Tesla Endures Tough 2024, But Musk Sees UpsideTesla Endures Tough 2024, But Musk Sees Upside
CEO Elon Musk says Tesla’s plans for new vehicles, particularly more affordable models, remain on track for first-half 2025.
February 3, 2025
Tesla expects to slash production in the first quarter as it readies the updated version of its best-selling Model Y at key plants in the U.S., China and Europe and prepares for the initial launch of its robotaxi business in Austin, TX.
CEO Elon Musk says Tesla also will launch a low-cost model this year, but he offers few details about the new vehicle.
The revamped Model Y, which will enter production later this year, is seen as critical to the meeting the automaker’s global sales targets in 2025, during which Musk foresees “constraints” challenging Tesla. Batteries or battery cells are in short supply for Tesla’s electric vehicles and for its energy-storage business, which grew 50% in 2024 and represents a significant piece of the company’s revenue and profits, surpassing even its growing charger operations.
“From a dollar-for-dollar basis, we believe we have the most compelling lineup today compared to the industry, and it will continue to get better from here,” Musk says during a conference call with investors and analysts to discuss fourth-quarter and full-year 2024 financial results. “As always, all our products come with the best software in the industry (and) autonomy features and (will be) capable of full autonomy in the future. And despite the premium experience, the total cost of ownership is close to mass market.
“Our current constraint is battery packs this year, but we’re working on addressing that constraint,” says Musk, whose company depends on Panasonic and CATL, the Chinese battery-making giant, for battery cells.

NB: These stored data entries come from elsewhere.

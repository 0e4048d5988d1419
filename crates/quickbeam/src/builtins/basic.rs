//! Value output, failure and flow commands

use crate::environment::Namespace;
use crate::error::{EvalError, Flow, Reason};
use crate::value::{BuiltinFn, Num, Signature, Value};

use super::{define, rest_arg, string_arg};

pub(super) fn register(ns: &Namespace) {
    // Output
    define(ns, "put", Signature::new().rest("values"), |fm, args| {
        for value in rest_arg(&args, 0) {
            fm.put(value.clone())?;
        }
        Ok(())
    });
    define(
        ns,
        "echo",
        Signature::new().rest("values").option("sep", Value::from(" ")),
        |fm, args| {
            let mut text = join(rest_arg(&args, 0), args.option("sep"));
            text.push('\n');
            fm.write_bytes(text.as_bytes())
        },
    );
    define(
        ns,
        "print",
        Signature::new().rest("values").option("sep", Value::from(" ")),
        |fm, args| {
            let text = join(rest_arg(&args, 0), args.option("sep"));
            fm.write_bytes(text.as_bytes())
        },
    );
    define(
        ns,
        "nop",
        Signature::new().rest("args").rest_options("opts"),
        |_, _| Ok(()),
    );
    define(ns, "all", Signature::new().rest("inputs"), |fm, args| {
        let inputs = rest_arg(&args, 0);
        if inputs.is_empty() {
            return fm.iterate_inputs(|value| fm.put(value));
        }
        for value in inputs {
            fm.put(value.clone())?;
        }
        Ok(())
    });
    define(ns, "kind-of", Signature::new().rest("values"), |fm, args| {
        for value in rest_arg(&args, 0) {
            fm.put(Value::from(value.kind()))?;
        }
        Ok(())
    });

    // Constructors
    define(ns, "constantly", Signature::new().rest("values"), |fm, args| {
        let values = rest_arg(&args, 0).to_vec();
        let f = BuiltinFn::new("constantly", Signature::new(), move |fm, _| {
            for value in &values {
                fm.put(value.clone())?;
            }
            Ok(())
        });
        fm.put(Value::from(f))
    });
    define(ns, "ns", Signature::new().param("map"), |fm, args| {
        let Value::Map(map) = &args.positional[0] else {
            return Err(fm.exception(Reason::bad_value("argument", "map", &args.positional[0])));
        };
        let ns = Namespace::new();
        for (key, value) in map.iter() {
            let name = string_arg(fm, "namespace key", key.value())?;
            ns.add(name, value.clone());
        }
        fm.put(Value::Ns(ns))
    });
    define(ns, "num", Signature::new().param("n"), |fm, args| {
        let value = &args.positional[0];
        let n = value
            .to_num()
            .ok_or_else(|| fm.exception(Reason::bad_value("argument", "number", value)))?;
        fm.put(Value::Num(n))
    });
    define(ns, "float64", Signature::new().param("n"), |fm, args| {
        let value = &args.positional[0];
        let n = value
            .to_num()
            .ok_or_else(|| fm.exception(Reason::bad_value("argument", "number", value)))?;
        fm.put(Value::Num(Num::Float(n.to_f64())))
    });
    define(ns, "external", Signature::new().param("name"), |fm, args| {
        let name = string_arg(fm, "external name", &args.positional[0])?;
        fm.put(Value::External(name.to_string().into()))
    });

    // Failure and flow
    define(ns, "fail", Signature::new().param("reason"), |fm, args| {
        Err(fm.exception(Reason::Fail(args.positional[0].clone())))
    });
    define(ns, "return", Signature::new(), |_, _| Err(EvalError::Flow(Flow::Return)));
    define(ns, "break", Signature::new(), |_, _| Err(EvalError::Flow(Flow::Break)));
    define(ns, "continue", Signature::new(), |_, _| Err(EvalError::Flow(Flow::Continue)));
}

fn join(values: &[Value], sep: Option<&Value>) -> String {
    let sep = sep.map(Value::to_string).unwrap_or_default();
    values
        .iter()
        .map(Value::to_string)
        .collect::<Vec<_>>()
        .join(&sep)
}
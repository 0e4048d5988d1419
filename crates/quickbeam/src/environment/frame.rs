//! The live execution context threaded through evaluation

use crossbeam::channel::Receiver;
use std::path::{Path, PathBuf};
use std::sync::Arc;

use super::{Cell, Namespace, NS_SUFFIX};
use crate::error::{EvalError, Exception, Reason};
use crate::evaluator::Evaluator;
use crate::frontend::{CallSite, Source};
use crate::ports::{Capture, OutputPort, Ports};
use crate::value::Value;

/// One invocation's view of the world.
///
/// A frame pairs a local [`Namespace`] with the chain of enclosing
/// namespaces it can see (innermost first), the I/O ports, and the call
/// site of the form currently running. Frames are created per closure
/// call, per `eval` and per module load, and are never shared between
/// concurrently running stages: a pipeline gives every stage its own
/// fork. The namespaces inside may be shared.
#[derive(Debug, Clone)]
pub struct Frame {
    ev: Evaluator,

    /// Namespace receiving declarations
    pub local: Namespace,

    /// Enclosing namespaces, innermost first
    pub up: Arc<[Namespace]>,

    /// Input, output and error ports
    pub ports: Ports,

    /// Source of the code running in this frame
    pub source: Arc<Source>,

    call_site: Option<CallSite>,
    depth: usize,
    loading: Arc<Vec<PathBuf>>,
}

impl Frame {
    /// A top-level frame with no enclosing scope.
    pub fn new(ev: Evaluator, local: Namespace, ports: Ports, source: Arc<Source>) -> Self {
        Self {
            ev,
            local,
            up: Arc::from(Vec::new()),
            ports,
            source,
            call_site: None,
            depth: 0,
            loading: Arc::new(Vec::new()),
        }
    }

    /// The evaluator this frame belongs to.
    pub fn evaluator(&self) -> &Evaluator {
        &self.ev
    }

    /// Number of calls between this frame and the top level.
    pub fn depth(&self) -> usize {
        self.depth
    }

    // ═══════════════════════════════════════════════════════════════════
    // Call sites and failures
    // ═══════════════════════════════════════════════════════════════════

    /// The form currently running, if any.
    pub fn call_site(&self) -> Option<&CallSite> {
        self.call_site.as_ref()
    }

    /// Mark `site` as the running form, returning the previous one.
    pub fn set_call_site(&mut self, site: Option<CallSite>) -> Option<CallSite> {
        std::mem::replace(&mut self.call_site, site)
    }

    /// Raise `reason` at the running form.
    pub fn exception(&self, reason: Reason) -> EvalError {
        let exc = Exception::new(reason);
        match &self.call_site {
            Some(site) => exc.with_site(site.clone()).into(),
            None => exc.into(),
        }
    }

    /// Fail with `Interrupted` if the evaluator has been interrupted.
    pub fn check_interrupt(&self) -> Result<(), EvalError> {
        if self.ev.context().is_interrupted() {
            return Err(self.exception(Reason::Interrupted));
        }
        Ok(())
    }

    /// A receiver that disconnects when the evaluator is interrupted.
    pub fn interrupt_receiver(&self) -> Receiver<()> {
        self.ev.context().interrupt.receiver()
    }

    // ═══════════════════════════════════════════════════════════════════
    // Variables
    // ═══════════════════════════════════════════════════════════════════

    /// Find the cell for `name`: local first, then outward, then builtins.
    ///
    /// Qualified names (`mod:var`, `a:b:f~`) are resolved through the
    /// namespace bound to their first segment.
    pub fn lookup(&self, name: &str) -> Option<Cell> {
        match split_qualified(name) {
            Some((head, rest)) => {
                let ns = self.lookup_unqualified(head)?.get();
                resolve_in(ns.as_ns()?, rest)
            }
            None => self.lookup_unqualified(name),
        }
    }

    /// Current value of `name`, see [`Frame::lookup`].
    pub fn lookup_value(&self, name: &str) -> Option<Value> {
        self.lookup(name).map(|cell| cell.get())
    }

    fn lookup_unqualified(&self, name: &str) -> Option<Cell> {
        self.local
            .cell(name)
            .or_else(|| self.up.iter().find_map(|ns| ns.cell(name)))
            .or_else(|| self.ev.builtin().cell(name))
    }

    /// Declare `name` in the local namespace.
    pub fn declare(&self, name: impl Into<String>, value: Value) -> Cell {
        self.local.declare(name, value)
    }

    /// A namespace holding every cell visible from here except builtins.
    ///
    /// Inner bindings shadow outer ones. The map is new, so declarations
    /// made in it do not reach any namespace of this frame, but the cells
    /// are shared, so assignments do.
    pub fn derived_namespace(&self) -> Namespace {
        let ns = Namespace::new();
        for outer in self.up.iter().rev() {
            ns.absorb(outer);
        }
        ns.absorb(&self.local);
        ns
    }

    // ═══════════════════════════════════════════════════════════════════
    // Child frames
    // ═══════════════════════════════════════════════════════════════════

    /// A frame for calling a closure that captured `captured`.
    ///
    /// # Errors
    ///
    /// `StackOverflow` once the configured call depth is exceeded.
    pub fn call_frame(
        &self,
        local: Namespace,
        captured: Arc<[Namespace]>,
        source: Arc<Source>,
    ) -> Result<Frame, EvalError> {
        let max = self.ev.context().max_call_depth;
        if self.depth + 1 > max {
            return Err(self.exception(Reason::StackOverflow(max)));
        }
        Ok(Frame {
            ev: self.ev.clone(),
            local,
            up: captured,
            ports: self.ports.clone(),
            source,
            call_site: None,
            depth: self.depth + 1,
            loading: self.loading.clone(),
        })
    }

    /// A frame running `source` with `local` as its only namespace.
    pub fn eval_frame(&self, local: Namespace, source: Arc<Source>) -> Result<Frame, EvalError> {
        self.call_frame(local, Arc::from(Vec::new()), source)
    }

    /// A frame for loading the module at `path`.
    pub(crate) fn module_frame(
        &self,
        local: Namespace,
        source: Arc<Source>,
        path: PathBuf,
    ) -> Result<Frame, EvalError> {
        let mut fm = self.eval_frame(local, source)?;
        let mut loading = (*self.loading).clone();
        loading.push(path);
        fm.loading = Arc::new(loading);
        Ok(fm)
    }

    /// Whether the module at `path` is being loaded by this frame or an
    /// ancestor.
    pub(crate) fn is_loading(&self, path: &Path) -> bool {
        self.loading.iter().any(|p| p == path)
    }

    /// Modules this frame's chain of `use`s is loading, outermost first.
    pub(crate) fn loading_chain(&self) -> &[PathBuf] {
        &self.loading
    }

    /// Same scope, different ports.
    pub fn with_ports(&self, ports: Ports) -> Frame {
        Frame {
            ports,
            ..self.clone()
        }
    }

    /// Run `f` with output captured, returning what it produced.
    pub fn capture_output<F>(&self, f: F) -> Result<Vec<Value>, EvalError>
    where
        F: FnOnce(&mut Frame) -> Result<(), EvalError>,
    {
        let capture = Capture::new();
        let mut ports = self.ports.clone();
        ports.output = OutputPort::capture(&capture);
        let mut fm = self.with_ports(ports);
        f(&mut fm)?;
        Ok(capture.finish())
    }

    // ═══════════════════════════════════════════════════════════════════
    // I/O
    // ═══════════════════════════════════════════════════════════════════

    /// Write a value to the output port.
    pub fn put(&self, value: Value) -> Result<(), EvalError> {
        self.ports
            .output
            .values
            .put(value)
            .map_err(|r| self.exception(r))
    }

    /// Write bytes to the output port.
    pub fn write_bytes(&self, bytes: &[u8]) -> Result<(), EvalError> {
        self.ports
            .output
            .bytes
            .write(bytes)
            .map_err(|r| self.exception(r))
    }

    /// Write bytes to the error port.
    pub fn write_error_bytes(&self, bytes: &[u8]) -> Result<(), EvalError> {
        self.ports
            .error
            .bytes
            .write(bytes)
            .map_err(|r| self.exception(r))
    }

    /// Feed every input value (and byte line) to `f`.
    pub fn iterate_inputs<F>(&self, f: F) -> Result<(), EvalError>
    where
        F: FnMut(Value) -> Result<(), EvalError>,
    {
        let interrupt = self.interrupt_receiver();
        self.ports
            .input
            .iterate(&interrupt, f)
            .map_err(|e| self.annotate(e))
    }

    /// Attach the running form to an exception that has no stack yet.
    fn annotate(&self, err: EvalError) -> EvalError {
        match (&err, &self.call_site) {
            (EvalError::Exception(exc), Some(site)) if exc.stack().is_empty() => {
                err.through(site)
            }
            _ => err,
        }
    }

    /// Warn about a deprecated feature, once per call site.
    ///
    /// The key is the form running in this frame, so the same message
    /// from two places in the code warns twice, and a loop warns once.
    pub fn deprecate(&self, message: &str) -> Result<(), EvalError> {
        let text = match &self.call_site {
            Some(site) => {
                if !self.ev.first_warning(site) {
                    return Ok(());
                }
                format!("deprecation: {}\n  {}\n", message, site)
            }
            None => format!("deprecation: {}\n", message),
        };
        tracing::debug!(warning = message, "deprecation");
        self.write_error_bytes(text.as_bytes())
    }
}

/// Split `a:rest` into `("a:", "rest")`; `None` for unqualified names.
pub(crate) fn split_qualified(name: &str) -> Option<(&str, &str)> {
    let colon = name.find(NS_SUFFIX)?;
    if colon + 1 == name.len() {
        return None;
    }
    Some(name.split_at(colon + 1))
}

/// Resolve a possibly-qualified name inside `ns` alone.
fn resolve_in(ns: &Namespace, name: &str) -> Option<Cell> {
    match split_qualified(name) {
        Some((head, rest)) => resolve_in(ns.get(head)?.as_ns()?, rest),
        None => ns.cell(name),
    }
}
//! Numeric values: exact integers, exact rationals and floats

use std::fmt;

/// A number value.
///
/// All three representations share the `number` kind. Strings that look
/// like numbers stay strings until something asks for a number; see
/// [`parse_num`].
#[derive(Debug, Clone, Copy, PartialEq)]
pub enum Num {
    /// Exact integer
    Int(i64),
    /// Exact rational with a denominator other than 1
    Rat(Rational),
    /// IEEE 754 double
    Float(f64),
}

/// An exact rational number in lowest terms with a positive denominator.
#[derive(Debug, Clone, Copy, PartialEq, Eq, Hash)]
pub struct Rational {
    num: i64,
    den: i64,
}

impl Rational {
    /// Build a rational, reducing it to lowest terms.
    ///
    /// Returns `None` for a zero denominator or when normalization overflows.
    pub fn new(num: i64, den: i64) -> Option<Self> {
        if den == 0 {
            return None;
        }
        let g = gcd(num.unsigned_abs(), den.unsigned_abs());
        let (mut num, mut den) = (num / g as i64, den / g as i64);
        if den < 0 {
            num = num.checked_neg()?;
            den = den.checked_neg()?;
        }
        Some(Self { num, den })
    }

    /// Numerator (carries the sign).
    pub fn numer(&self) -> i64 {
        self.num
    }

    /// Denominator (always positive).
    pub fn denom(&self) -> i64 {
        self.den
    }

    /// Lossy conversion to a float.
    pub fn to_f64(&self) -> f64 {
        self.num as f64 / self.den as f64
    }
}

fn gcd(mut a: u64, mut b: u64) -> u64 {
    while b != 0 {
        (a, b) = (b, a % b);
    }
    a.max(1)
}

impl Num {
    /// Lossy conversion to a float.
    pub fn to_f64(&self) -> f64 {
        match self {
            Num::Int(n) => *n as f64,
            Num::Rat(r) => r.to_f64(),
            Num::Float(f) => *f,
        }
    }

    /// Whether the number is strictly below zero.
    pub fn is_negative(&self) -> bool {
        match self {
            Num::Int(n) => *n < 0,
            Num::Rat(r) => r.numer() < 0,
            Num::Float(f) => *f < 0.0,
        }
    }

    /// Normalize an exact rational: a denominator of 1 becomes an integer.
    fn from_rational(r: Rational) -> Self {
        if r.denom() == 1 {
            Num::Int(r.numer())
        } else {
            Num::Rat(r)
        }
    }
}

/// Parse a string as a number.
///
/// Accepts integers (`42`, `-7`), exact rationals (`1/2`) and decimal or
/// scientific floats (`0.1`, `1e3`, `inf`). Returns `None` for anything else.
pub fn parse_num(s: &str) -> Option<Num> {
    if s.is_empty() {
        return None;
    }
    if let Some((n, d)) = s.split_once('/') {
        let n = n.parse::<i64>().ok()?;
        let d = d.parse::<i64>().ok()?;
        return Rational::new(n, d).map(Num::from_rational);
    }
    if let Ok(n) = s.parse::<i64>() {
        return Some(Num::Int(n));
    }
    // Rust's float grammar is a superset of what a shell user types, but it
    // never accepts trailing garbage like "1x" or unit suffixes like "1s".
    s.parse::<f64>().ok().map(Num::Float)
}

impl fmt::Display for Num {
    fn fmt(&self, f: &mut fmt::Formatter<'_>) -> fmt::Result {
        match self {
            Num::Int(n) => write!(f, "{}", n),
            Num::Rat(r) => write!(f, "{}/{}", r.numer(), r.denom()),
            Num::Float(x) => format_float(*x, f),
        }
    }
}

fn format_float(x: f64, f: &mut fmt::Formatter<'_>) -> fmt::Result {
    if x.is_nan() {
        write!(f, "NaN")
    } else if x.is_infinite() {
        write!(f, "{}Inf", if x > 0.0 { "+" } else { "-" })
    } else if x.fract() == 0.0 && x.abs() < 1e21 {
        write!(f, "{:.1}", x)
    } else {
        write!(f, "{}", x)
    }
}

impl From<i64> for Num {
    fn from(n: i64) -> Self {
        Num::Int(n)
    }
}

impl From<f64> for Num {
    fn from(x: f64) -> Self {
        Num::Float(x)
    }
}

Musk says Tesla’s plans for new vehicles, particularly more-affordable models, remain on track for the start of production in first-half 2025.
The new vehicles will utilize aspects of the next-generation platform as well as parts of current platforms and will be produced on the same manufacturing lines as the current vehicle lineup, Musk says, resulting in less cost reduction than previously expected.
The Cybercab robotaxi (pictured, below) is scheduled for volume production starting in 2026, he adds.
“We already have Tesla operating autonomously unsupervised Full Self Driving at the company’s factory in Fremont (CA), and we’ll soon be doing that at our factory in Texas,” the CEO says. “The cars are actually programmed with what lane they need to park in to be picked up for delivery. And then doing this reliably every day, thousands of times a day. It’s pretty cool.
Energy storage is “super important,” Musk says, adding energy storage can stretch the output of the nation’s grid dramatically. “This will drive the demand (for) stationary battery packs.”
Managing the growth of Tesla’s energy-storage business, which will be bolstered by production from a new plant in Shanghai, will require the company to balance that operation’s needs with that of its mobility business.
Says Musk: “There is a challenge here where we must be careful that we’re not robbing from one pocket to take to another pocket, because for a given gigawatt-hours per year of the cell output, we have to say, ‘Does it go into stationary applications or mobile applications?’ It can’t go into both. So, we have to make that trade-off.”
Musk spent a large part of the call touting Tesla’s robot business, which he says is critical to the company’s future and could make Tesla the most valuable company in the world, predicting sales could reach $10 trillion annually. According to Forbes, Tesla currently ranks eighth worldwide with $1.274 trillion in market capitalization, roughly one-third of No.1 Apple.
Tesla revenues totaled $25.7 billion last quarter, with adjusted earnings per share at $0.73, both short of consensus analyst estimates of $27.3 billion and $0.77, respectively, according to FactSet.
The final earnings release of 2024 reflects another difficult year for Tesla’s bottom line, as its full-year net income came in at $8.4 billion, a 23% decrease from 2023 and a 40% decline from 2022’s record $14.1 billion profit, though its full-year revenue rose to $97.7 billion, a 1% improvement from 2023.
Tesla’s financial report shows the profit margin on its BEV business dropped to a modest 6.2%. Tesla also took in $2.7 billion by selling “regulatory credits” to other automakers.
While Musk, as the head of newly created Department of Government Efficiency, has been deeply – and often controversially – involved in the launch of President Trump’s second administration this month, his views on the development of sustainable energy vary significantly from those of Trump, who has vowed to boost the use of oil.“I think that sustainable transport is inevitable,” Musk says. “I’m highly confident that all transport will be autonomous (and) electric, including aircraft, and that it simply can’t be stopped any more than one could have stopped the advent of the…internal-combustion engine. Like, even if you’ve been the biggest advocate of the horse on Earth.”